Here's some info from http://en.wikipedia.org/wiki/Music_of_Louisiana

..."Acadiana music
Acadiana has five main musical genres - Cajun music, Creole music, swamp blues, swamp pop, and zydeco. These historically-rooted genres, with unique rhythms and personalities, have been transformed with modern sounds and instruments.

Swamp pop

Main article: Swamp pop
Swamp pop came about in the mid 1950s. With the Cajun dance and musical conventions in mind, nationally popular rock, pop, country, and R&B songs were re-recorded, sometimes in French. Swamp Pop is more of a combination of many influences, and the bridge between Zydeco, New Orleans second line, and rock and roll.
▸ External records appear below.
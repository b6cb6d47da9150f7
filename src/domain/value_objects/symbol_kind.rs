//! Symbol kind value object - what sort of API unit a symbol is
//!
//! - `Module`: an importable module or package
//! - `Method`: a callable member of a module
//! - `Option`: a user-facing configuration option
//! - `Parameter`: a named parameter accepted by a method

use serde::{Deserialize, Serialize};

/// Kind of a public API symbol
#[derive(Debug, Clone, Copy, PartialEq, Eq, Hash, PartialOrd, Ord, Serialize, Deserialize)]
#[serde(rename_all = "lowercase")]
pub enum SymbolKind {
    Module,
    Method,
    Option,
    Parameter,
}

impl SymbolKind {
    /// All kinds, in declaration order
    pub const ALL: [SymbolKind; 4] = [
        SymbolKind::Module,
        SymbolKind::Method,
        SymbolKind::Option,
        SymbolKind::Parameter,
    ];

    pub fn as_str(&self) -> &'static str {
        match self {
            SymbolKind::Module => "module",
            SymbolKind::Method => "method",
            SymbolKind::Option => "option",
            SymbolKind::Parameter => "parameter",
        }
    }

    /// Returns true if symbols of this kind accept a parameter list
    pub fn takes_params(&self) -> bool {
        matches!(self, SymbolKind::Method)
    }
}

impl std::fmt::Display for SymbolKind {
    fn fmt(&self, f: &mut std::fmt::Formatter<'_>) -> std::fmt::Result {
        f.write_str(self.as_str())
    }
}

#[cfg(test)]
mod tests {
    use super::*;

    #[test]
    fn kind_serializes_lowercase() {
        let json = serde_json::to_string(&SymbolKind::Parameter).unwrap();
        assert_eq!(json, "\"parameter\"");
        let kind: SymbolKind = serde_json::from_str("\"option\"").unwrap();
        assert_eq!(kind, SymbolKind::Option);
    }

    #[test]
    fn display_matches_serde_name() {
        for kind in SymbolKind::ALL {
            let json = serde_json::to_string(&kind).unwrap();
            assert_eq!(json, format!("\"{}\"", kind));
        }
    }

    #[test]
    fn only_methods_take_params() {
        assert!(SymbolKind::Method.takes_params());
        assert!(!SymbolKind::Option.takes_params());
    }
}
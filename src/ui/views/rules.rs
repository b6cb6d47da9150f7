use apiwarden::domain::policies::{rule_description, rule_effect, RuleEffect};
use apiwarden::domain::value_objects::RuleId;

use crate::ui::primitives::text::ColoredText;

pub fn render_rules(rules: &[RuleId], supports_color: bool) -> String {
    let mut out = String::new();
    for (index, rule) in rules.iter().enumerate() {
        let effect = match rule_effect(*rule) {
            RuleEffect::Allow => ColoredText::success("allow   "),
            RuleEffect::Disallow => ColoredText::error("disallow"),
            RuleEffect::Warn => ColoredText::warning("window  "),
        };
        out.push_str(&format!(
            "{:>2}. {:<20} {}  {}\n",
            index + 1,
            rule.as_str(),
            effect.render(supports_color),
            rule_description(*rule)
        ));
    }
    out
}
The song structure is pure rock and roll, the rhythms are distinctly New Orleans based, the chord changes, vocals and inflections are R&B influenced, and the lyrics are sometimes French.

Swamp blues

Main article: Swamp blues
A sparse but funky sub-genre of blues that flourished in the 1960s, swamp blues was centered in Crowley, Louisiana — home of Jay Miller's Excello Records, which recorded Louisiana-based swamp blues acts including Slim Harpo, Lazy Lester, Lightinin' Slim, and Katie Webster"...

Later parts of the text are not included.